▸ Exercise goal:
When you copy the entries, keep every word exactly as it stands.
● ● ● ● ●
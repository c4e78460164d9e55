use chrono::{DateTime, Utc};
use serde::{Deserialize, Serialize};

use crate::client::Query;

#[derive(Clone, Debug, PartialEq, Serialize, Deserialize)]
pub struct ForumPost {
    pub id: i64,
    pub content: String,
    #[serde(default)]
    pub title: Option<String>,
    #[serde(default)]
    pub category: Option<String>,
    #[serde(default, deserialize_with = "store::models::null_as_default")]
    pub is_question: bool,
    #[serde(default)]
    pub parent_id: Option<i64>,
    pub author_id: i64,
    #[serde(default, with = "super::timestamp")]
    pub created_at: Option<DateTime<Utc>>,
}

/// Body for `POST /forum/`. A post with `parent_id` is a reply.
#[derive(Clone, Debug, Default, PartialEq, Serialize, Deserialize)]
pub struct NewForumPost {
    pub content: String,
    #[serde(skip_serializing_if = "Option::is_none")]
    pub title: Option<String>,
    #[serde(skip_serializing_if = "Option::is_none")]
    pub category: Option<String>,
    pub is_question: bool,
    #[serde(skip_serializing_if = "Option::is_none")]
    pub parent_id: Option<i64>,
    pub author_id: i64,
}

/// Filters for `GET /forum/`. Unset filters are left out of the query.
#[derive(Clone, Debug, Default, PartialEq, Eq)]
pub struct ForumFilter {
    pub author_id: Option<i64>,
    pub category: Option<String>,
    pub is_question: Option<bool>,
}

impl ForumFilter {
    pub fn to_query(&self) -> Query {
        Query::new()
            .with_opt("author_id", self.author_id)
            .with_opt("category", self.category.as_deref())
            .with_opt("is_question", self.is_question)
    }
}

#[cfg(test)]
mod tests {
    use super::*;

    #[test]
    fn test_filter_query() {
        assert!(ForumFilter::default().to_query().is_empty());

        let query = ForumFilter {
            category: Some("Diabetes".into()),
            is_question: Some(false),
            ..Default::default()
        }
        .to_query();
        assert_eq!(query.get("category"), Some("Diabetes"));
        assert_eq!(query.get("is_question"), Some("false"));
        assert!(query.get("author_id").is_none());
    }
}
use serde::{Deserialize, Serialize};
use store::Profile;

/// Signup body for `POST /users/signup`.
///
/// Flattened the same way as [`store::User`], so the role travels as the
/// `role` field next to its profile columns.
#[derive(Clone, Debug, PartialEq, Serialize, Deserialize)]
pub struct NewUser {
    pub name: String,
    #[serde(skip_serializing_if = "Option::is_none")]
    pub email: Option<String>,
    #[serde(skip_serializing_if = "Option::is_none")]
    pub location: Option<String>,
    #[serde(skip_serializing_if = "Option::is_none")]
    pub city: Option<String>,
    #[serde(skip_serializing_if = "Option::is_none")]
    pub country: Option<String>,
    #[serde(skip_serializing_if = "Option::is_none")]
    pub latitude: Option<f64>,
    #[serde(skip_serializing_if = "Option::is_none")]
    pub longitude: Option<f64>,
    #[serde(flatten)]
    pub profile: Profile,
}

impl NewUser {
    pub fn new(name: impl Into<String>, profile: Profile) -> Self {
        Self {
            name: name.into(),
            email: None,
            location: None,
            city: None,
            country: None,
            latitude: None,
            longitude: None,
            profile,
        }
    }
}

/// Partial update for `PUT /users/{id}`. Only `Some` fields are sent; the
/// role is not part of the update and cannot change.
#[derive(Clone, Debug, Default, PartialEq, Serialize, Deserialize)]
pub struct UserUpdate {
    #[serde(skip_serializing_if = "Option::is_none")]
    pub name: Option<String>,
    #[serde(skip_serializing_if = "Option::is_none")]
    pub email: Option<String>,
    #[serde(skip_serializing_if = "Option::is_none")]
    pub condition: Option<String>,
    #[serde(skip_serializing_if = "Option::is_none")]
    pub symptoms: Option<String>,
    #[serde(skip_serializing_if = "Option::is_none")]
    pub location: Option<String>,
    #[serde(skip_serializing_if = "Option::is_none")]
    pub city: Option<String>,
    #[serde(skip_serializing_if = "Option::is_none")]
    pub country: Option<String>,
    #[serde(skip_serializing_if = "Option::is_none")]
    pub specialties: Option<String>,
    #[serde(skip_serializing_if = "Option::is_none")]
    pub research_interests: Option<String>,
    #[serde(skip_serializing_if = "Option::is_none")]
    pub orcid: Option<String>,
    #[serde(skip_serializing_if = "Option::is_none")]
    pub researchgate_url: Option<String>,
    #[serde(skip_serializing_if = "Option::is_none")]
    pub bio: Option<String>,
    #[serde(skip_serializing_if = "Option::is_none")]
    pub meeting_availability: Option<bool>,
}
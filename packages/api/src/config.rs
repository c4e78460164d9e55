//! Backend location, resolved once per process.
//!
//! Native builds read `CURALINK_API_URL` at runtime (after loading `.env` via
//! `dotenvy`). WASM builds have no process environment, so the variable is
//! baked in at compile time instead. Either way an unset or blank value falls
//! back to [`DEFAULT_BASE_URL`].

use std::sync::OnceLock;

/// Environment variable naming the backend base URL.
pub const BASE_URL_ENV: &str = "CURALINK_API_URL";

/// Used when [`BASE_URL_ENV`] is unset or blank.
pub const DEFAULT_BASE_URL: &str = "http://localhost:8000/api";

static BASE_URL: OnceLock<String> = OnceLock::new();

/// Transport configuration.
#[derive(Clone, Debug, PartialEq, Eq)]
pub struct ApiConfig {
    /// Absolute URL every request path is appended to, without trailing slash.
    pub base_url: String,
}

impl ApiConfig {
    pub fn new(base_url: impl Into<String>) -> Self {
        let base_url = base_url.into();
        Self {
            base_url: base_url.trim().trim_end_matches('/').to_string(),
        }
    }

    /// Configuration from the process-wide cached base URL.
    pub fn from_env() -> Self {
        Self::new(base_url())
    }
}

impl Default for ApiConfig {
    fn default() -> Self {
        Self::new(DEFAULT_BASE_URL)
    }
}

/// Get or resolve the backend base URL.
pub fn base_url() -> &'static str {
    BASE_URL.get_or_init(|| pick_base_url(configured_base_url()))
}

#[cfg(not(target_arch = "wasm32"))]
fn configured_base_url() -> Option<String> {
    dotenvy::dotenv().ok();
    std::env::var(BASE_URL_ENV).ok()
}

#[cfg(target_arch = "wasm32")]
fn configured_base_url() -> Option<String> {
    option_env!("CURALINK_API_URL").map(str::to_string)
}

fn pick_base_url(configured: Option<String>) -> String {
    configured
        .map(|v| v.trim().to_string())
        .filter(|v| !v.is_empty())
        .unwrap_or_else(|| DEFAULT_BASE_URL.to_string())
}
● ● ● ● ●
▸ Solution to the exercise:
repository c4e78460164d9e55
use chrono::{DateTime, Utc};
use serde::{Deserialize, Serialize};

use crate::client::Query;

#[derive(Clone, Debug, PartialEq, Serialize, Deserialize)]
pub struct ForumPost {
    pub id: i64,
    pub content: String,
    #[serde(default)]
    pub title: Option<String>,
    #[serde(default)]
    pub category: Option<String>,
    #[serde(default, deserialize_with = "store::models::null_as_default")]
    pub is_question: bool,
    #[serde(default)]
    pub parent_id: Option<i64>,
    pub author_id: i64,
    #[serde(default, with = "super::timestamp")]
    pub created_at: Option<DateTime<Utc>>,
}

/// Body for `POST /forum/`. A post with `parent_id` is a reply.
#[derive(Clone, Debug, Default, PartialEq, Serialize, Deserialize)]
pub struct NewForumPost {
    pub content: String,
    #[serde(skip_serializing_if = "Option::is_none")]
    pub title: Option<String>,
    #[serde(skip_serializing_if = "Option::is_none")]
    pub category: Option<String>,
    pub is_question: bool,
    #[serde(skip_serializing_if = "Option::is_none")]
    pub parent_id: Option<i64>,
    pub author_id: i64,
}

/// Filters for `GET /forum/`. Unset filters are left out of the query.
#[derive(Clone, Debug, Default, PartialEq, Eq)]
pub struct ForumFilter {
    pub author_id: Option<i64>,
    pub category: Option<String>,
    pub is_question: Option<bool>,
}

impl ForumFilter {
    pub fn to_query(&self) -> Query {
        Query::new()
            .with_opt("author_id", self.author_id)
            .with_opt("category", self.category.as_deref())
            .with_opt("is_question", self.is_question)
    }
}

#[cfg(test)]
mod tests {
    use super::*;

    #[test]
    fn test_filter_query() {
        assert!(ForumFilter::default().to_query().is_empty());

        let query = ForumFilter {
            category: Some("Diabetes".into()),
            is_question: Some(false),
            ..Default::default()
        }
        .to_query();
        assert_eq!(query.get("category"), Some("Diabetes"));
        assert_eq!(query.get("is_question"), Some("false"));
        assert!(query.get("author_id").is_none());
    }
}
use serde::{Deserialize, Serialize};
use store::Profile;

/// Signup body for `POST /users/signup`.
///
/// Flattened the same way as [`store::User`], so the role travels as the
/// `role` field next to its profile columns.
#[derive(Clone, Debug, PartialEq, Serialize, Deserialize)]
pub struct NewUser {
    pub name: String,
    #[serde(skip_serializing_if = "Option::is_none")]
    pub email: Option<String>,
    #[serde(skip_serializing_if = "Option::is_none")]
    pub location: Option<String>,
    #[serde(skip_serializing_if = "Option::is_none")]
    pub city: Option<String>,
    #[serde(skip_serializing_if = "Option::is_none")]
    pub country: Option<String>,
    #[serde(skip_serializing_if = "Option::is_none")]
    pub latitude: Option<f64>,
    #[serde(skip_serializing_if = "Option::is_none")]
    pub longitude: Option<f64>,
    #[serde(flatten)]
    pub profile: Profile,
}

impl NewUser {
    pub fn new(name: impl Into<String>, profile: Profile) -> Self {
        Self {
            name: name.into(),
            email: None,
            location: None,
            city: None,
            country: None,
            latitude: None,
            longitude: None,
            profile,
        }
    }
}

/// Partial update for `PUT /users/{id}`. Only `Some` fields are sent; the
/// role is not part of the update and cannot change.
#[derive(Clone, Debug, Default, PartialEq, Serialize, Deserialize)]
pub struct UserUpdate {
    #[serde(skip_serializing_if = "Option::is_none")]
    pub name: Option<String>,
    #[serde(skip_serializing_if = "Option::is_none")]
    pub email: Option<String>,
    #[serde(skip_serializing_if = "Option::is_none")]
    pub condition: Option<String>,
    #[serde(skip_serializing_if = "Option::is_none")]
    pub symptoms: Option<String>,
    #[serde(skip_serializing_if = "Option::is_none")]
    pub location: Option<String>,
    #[serde(skip_serializing_if = "Option::is_none")]
    pub city: Option<String>,
    #[serde(skip_serializing_if = "Option::is_none")]
    pub country: Option<String>,
    #[serde(skip_serializing_if = "Option::is_none")]
    pub specialties: Option<String>,
    #[serde(skip_serializing_if = "Option::is_none")]
    pub research_interests: Option<String>,
    #[serde(skip_serializing_if = "Option::is_none")]
    pub orcid: Option<String>,
    #[serde(skip_serializing_if = "Option::is_none")]
    pub researchgate_url: Option<String>,
    #[serde(skip_serializing_if = "Option::is_none")]
    pub bio: Option<String>,
    #[serde(skip_serializing_if = "Option::is_none")]
    pub meeting_availability: Option<bool>,
}
filename packages/api/src/config.rs
repository c4e78460164d9e55
//! Backend location, resolved once per process.
//!
//! Native builds read `CURALINK_API_URL` at runtime (after loading `.env` via
//! `dotenvy`). WASM builds have no process environment, so the variable is
//! baked in at compile time instead. Either way an unset or blank value falls
//! back to [`DEFAULT_BASE_URL`].

use std::sync::OnceLock;

/// Environment variable naming the backend base URL.
pub const BASE_URL_ENV: &str = "CURALINK_API_URL";

/// Used when [`BASE_URL_ENV`] is unset or blank.
pub const DEFAULT_BASE_URL: &str = "http://localhost:8000/api";

static BASE_URL: OnceLock<String> = OnceLock::new();

/// Transport configuration.
#[derive(Clone, Debug, PartialEq, Eq)]
pub struct ApiConfig {
    /// Absolute URL every request path is appended to, without trailing slash.
    pub base_url: String,
}

impl ApiConfig {
    pub fn new(base_url: impl Into<String>) -> Self {
        let base_url = base_url.into();
        Self {
            base_url: base_url.trim().trim_end_matches('/').to_string(),
        }
    }

    /// Configuration from the process-wide cached base URL.
    pub fn from_env() -> Self {
        Self::new(base_url())
    }
}

impl Default for ApiConfig {
    fn default() -> Self {
        Self::new(DEFAULT_BASE_URL)
    }
}

/// Get or resolve the backend base URL.
pub fn base_url() -> &'static str {
    BASE_URL.get_or_init(|| pick_base_url(configured_base_url()))
}

#[cfg(not(target_arch = "wasm32"))]
fn configured_base_url() -> Option<String> {
    dotenvy::dotenv().ok();
    std::env::var(BASE_URL_ENV).ok()
}

#[cfg(target_arch = "wasm32")]
fn configured_base_url() -> Option<String> {
    option_env!("CURALINK_API_URL").map(str::to_string)
}

fn pick_base_url(configured: Option<String>) -> String {
    configured
        .map(|v| v.trim().to_string())
        .filter(|v| !v.is_empty())
        .unwrap_or_else(|| DEFAULT_BASE_URL.to_string())
}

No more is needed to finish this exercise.